I could see The Beatles in a little kitchen having drinks, Yoko was up there too and some studio girls. After about a half hour Ringo came out with his chauffeur and said "goodnight" to us, not far behind him was George who smiled and got into his car. A few minutes later Paul came downstairs and as he stepped into the lighted doorway I snapped his picture. He threw out his arms as if to say "Ah you got me!"

 John and Yoko were right behind him and as they came out I got another pic of all three of them. They really looked tired and Paul said the film had come out great, giving the me thumbs up sign when I asked him about it. They got into their limousine and Paul turned to wave at us out the back window all the way down the road and out of sight.

That night heralded the end of my 1968 trip as I left two days later. It was surely a gigantic stroke of good luck and timing to have been a part of that historic night. I'll never forget it.

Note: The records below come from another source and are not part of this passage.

//! Advisory integrity verification.
//!
//! Consulted whenever decrypted bytes cross the trust boundary back to a
//! caller. This check is advisory, not cryptographically binding: the
//! merkle-anchored version chain is the authoritative integrity mechanism,
//! and this report only tells the caller how much the retrieved bytes agree
//! with what the metadata claimed.

use serde::{Deserialize, Serialize};

use crate::hash::ContentHash;

/// Score below which the caller should ask the user to confirm.
pub const CONFIRMATION_THRESHOLD: u8 = 75;

/// What the caller expected the content to look like.
#[derive(Debug, Clone, Default, PartialEq, Eq, Serialize, Deserialize)]
pub struct ExpectedContent {
    /// Expected byte length, when known.
    pub size: Option<u64>,

    /// Expected content digest, when known.
    pub hash: Option<ContentHash>,
}

impl ExpectedContent {
    /// Expectation with only a size.
    pub fn with_size(size: u64) -> Self {
        Self {
            size: Some(size),
            hash: None,
        }
    }

    /// Expectation with size and digest.
    pub fn new(size: u64, hash: ContentHash) -> Self {
        Self {
            size: Some(size),
            hash: Some(hash),
        }
    }
}

/// The result of an integrity check.
#[derive(Debug, Clone, PartialEq, Eq, Serialize, Deserialize)]
pub struct IntegrityReport {
    /// Digest of the bytes that were actually retrieved.
    pub hash: ContentHash,

    /// Whether the size matched expectations (None when size was unknown).
    pub size_match: Option<bool>,

    /// Risk score in [0, 100]; higher is better.
    pub score: u8,

    /// Human-readable warnings accumulated during the check.
    pub warnings: Vec<String>,
}

impl IntegrityReport {
    /// Whether the caller should ask the user before proceeding.
    pub fn requires_confirmation(&self) -> bool {
        self.score < CONFIRMATION_THRESHOLD
    }
}

/// Check retrieved bytes against expected metadata.
///
/// Scoring: starts at 50; +25 because the digest is always computable;
/// +25 when the byte length matches a known expected size (−25 and a
/// warning when it does not). A known-but-different expected digest adds a
/// warning without changing the score, since the digest comparison is what
/// the version chain already anchors.
pub fn verify_content(bytes: &[u8], expected: &ExpectedContent) -> IntegrityReport {
    let hash = ContentHash::hash(bytes);
    let mut score: i32 = 50 + 25;
    let mut warnings = Vec::new();

    let size_match = expected.size.map(|s| s == bytes.len() as u64);
    match size_match {
        Some(true) => score += 25,
        Some(false) => {
            score -= 25;
            warnings.push(format!(
                "size mismatch: expected {} bytes, got {}",
                expected.size.unwrap_or(0),
                bytes.len()
            ));
        }
        None => {}
    }

    if let Some(expected_hash) = expected.hash {
        if expected_hash != hash {
            warnings.push(format!(
                "content hash mismatch: expected {}, got {}",
                expected_hash, hash
            ));
        }
    }

    let score = score.clamp(0, 100) as u8;
    if score < CONFIRMATION_THRESHOLD {
        warnings.push("integrity score below threshold; confirm with the user".to_string());
    }

    IntegrityReport {
        hash,
        size_match,
        score,
        warnings,
    }
}

#[cfg(test)]
mod tests {
    use super::*;

    #[test]
    fn test_full_match_scores_100() {
        let data = b"payload bytes";
        let expected = ExpectedContent::new(data.len() as u64, ContentHash::hash(data));
        let report = verify_content(data, &expected);

        assert_eq!(report.score, 100);
        assert_eq!(report.size_match, Some(true));
        assert!(report.warnings.is_empty());
        assert!(!report.requires_confirmation());
    }

    #[test]
    fn test_unknown_size_scores_75() {
        let report = verify_content(b"whatever", &ExpectedContent::default());
        assert_eq!(report.score, 75);
        assert_eq!(report.size_match, None);
        assert!(!report.requires_confirmation());
    }

    #[test]
    fn test_size_mismatch_warns_and_requires_confirmation() {
        let expected = ExpectedContent::with_size(999);
        let report = verify_content(b"short", &expected);

        assert_eq!(report.score, 50);
        assert_eq!(report.size_match, Some(false));
        assert!(report.requires_confirmation());
        assert!(report.warnings.iter().any(|w| w.contains("size mismatch")));
    }

    #[test]
    fn test_hash_mismatch_is_warning_not_failure() {
        let data = b"actual";
        let expected = ExpectedContent::new(data.len() as u64, ContentHash::hash(b"claimed"));
        let report = verify_content(data, &expected);

        // Size matched, so the score stays high; the hash disagreement is
        // surfaced as a warning for the caller's policy to escalate.
        assert_eq!(report.score, 100);
        assert!(report
            .warnings
            .iter()
            .any(|w| w.contains("content hash mismatch")));
    }
}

  1. Great story. I wonder who the "friend from Liverpool" was? Jimmy Tarbuck praps? I notice too the name H.Pinsker on the invite: he gets a mention in their version of the Hare Krisna mantra. Om. I thought it was a made-up name. Om.

  2. this is a fab story! many of my friends were there too. i was in brazil at the time, visiting my family, and missed this. but i'm not complaining - i'm so glad they had such a good time!

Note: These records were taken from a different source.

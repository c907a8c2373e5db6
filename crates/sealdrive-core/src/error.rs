//! Error types for Sealdrive Core.

use thiserror::Error;

/// Core errors that can occur in shared primitives.
#[derive(Debug, Error)]
pub enum CoreError {
    #[error("decoding error: {0}")]
    DecodingError(String),
}
//! # Sealdrive Core
//!
//! Core primitives shared by every Sealdrive crate:
//!
//! - [`ContentHash`]: Blake3 content digests
//! - Strong identifier newtypes ([`FileId`], [`VersionId`], [`TokenId`], [`LinkId`], [`Principal`])
//! - Canonical CBOR encoding for MAC inputs
//! - The append-only audit log ([`AuditLog`], [`ChangeEvent`])
//! - The advisory integrity verifier

pub mod audit;
pub mod canonical;
pub mod error;
pub mod hash;
pub mod integrity;
pub mod time;
pub mod types;

pub use audit::{AuditLog, ChangeEvent, EventKind};
pub use canonical::{decode_value, encode_value};
pub use error::CoreError;
pub use hash::ContentHash;
pub use integrity::{verify_content, ExpectedContent, IntegrityReport};
pub use time::now_millis;
pub use types::{FileId, LinkId, Principal, TokenId, VersionId};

  3. I was there. The friend from Liverpool was Bill from Soho, London.

  4. bill used to hang around during the editing of magical mystery tour too, as i'm sure anonymous will remember.

  5. I never noticed the switch in clothing before. Unless John had the same shirt, it looks like he donned Paul's shirt for the performance (assuming that pic is of them arriving for the performance).

    That is one of those key moments in Beatle history where you'd want to be if you had a time machine.